By doing so we can replace the cycle of poverty, violence, displacement and chaos with a cycle of education, empowerment, economic development, peace and new opportunities for future generations.
Delivering on our promise for universal, equitable education
The ECW model has proven to work.
In just a few short years of operation, ECW has already provided 4.6 million crisis-affected girls and boys with access to a quality education. We’ve worked with national governments, donors, UN agencies and NGOs to reach 29.2 million girls and boys with our education in emergency response to the COVID-19 pandemic.
In Bangladesh, girls like Janet Ara are returning to school, children with disabilities like Yasmina are accessing the support they need to learn, grow and thrive, and organizations like BRAC are receiving the support they need to build back better from the fires.
In Afghanistan, girls like Bibi Nahida are attending school for the first time, remote learning is helping children to continue their education during the pandemic, and female teachers are being recruited to teach biology, science and empower an entire generation of girls.

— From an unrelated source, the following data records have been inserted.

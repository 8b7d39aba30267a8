//! Core types with newtype pattern for type safety.

use serde::{Deserialize, Serialize};
use std::fmt;
use std::ops::Add;

/// Frame counter for a pipeline run (incremented once per composited frame).
#[derive(Copy, Clone, Debug, Default, PartialEq, Eq, PartialOrd, Ord, Hash, Serialize, Deserialize)]
pub struct FrameNumber(pub u64);

impl FrameNumber {
    pub const ZERO: Self = Self(0);
}

impl Add<u64> for FrameNumber {
    type Output = Self;
    fn add(self, rhs: u64) -> Self {
        Self(self.0 + rhs)
    }
}

impl fmt::Display for FrameNumber {
    fn fmt(&self, f: &mut fmt::Formatter<'_>) -> fmt::Result {
        write!(f, "F{}", self.0)
    }
}

/// Viewport / render target resolution.
#[derive(Copy, Clone, Debug, PartialEq, Eq, Hash, Serialize, Deserialize)]
pub struct Resolution {
    pub width: u32,
    pub height: u32,
}

impl Resolution {
    pub const HD: Self = Self {
        width: 1920,
        height: 1080,
    };

    pub fn new(width: u32, height: u32) -> Self {
        Self { width, height }
    }

    /// True when either dimension is zero (nothing can be drawn).
    pub fn is_empty(self) -> bool {
        self.width == 0 || self.height == 0
    }

    pub fn pixel_count(self) -> u64 {
        self.width as u64 * self.height as u64
    }

    /// Byte size for RGBA8 pixel data.
    pub fn rgba_byte_size(self) -> usize {
        self.width as usize * self.height as usize * 4
    }
}

impl fmt::Display for Resolution {
    fn fmt(&self, f: &mut fmt::Formatter<'_>) -> fmt::Result {
        write!(f, "{}x{}", self.width, self.height)
    }
}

In Colombia and Ecuador, refugee children fleeing violence, hunger and poverty in Venezuela are being brought into schools, provided with laptops and cellular plans, and the psychosocial support they need to recover from the anxiety and stress of displacement.
Our call to action
An investment in education is an investment in the present and the future.
Recent analysis indicates that the likelihood of violence and conflict drops by 37% when girls and boys have equal access to education. Incomes go up by as much as 10% for each year of additional learning, while an estimated $15 to $30 trillion could be generated if every girl everywhere were able to complete 12 years of education.
We are making important headway with partners across the globe. The amount of humanitarian funding for education increased five times between 2015 and 2019 – and accounted for 5.1% of humanitarian funding in 2019.
Nevertheless, just 43.5% of humanitarian appeals for education were mobilized that same year.
That means girls like Bibi and Janet Ara may be pushed out of school, boys like Sabir might be recruited into armed groups. And children with disabilities like Yasmina will be pushed to the sidelines.
We have the will. Now it’s time to turn that will into action.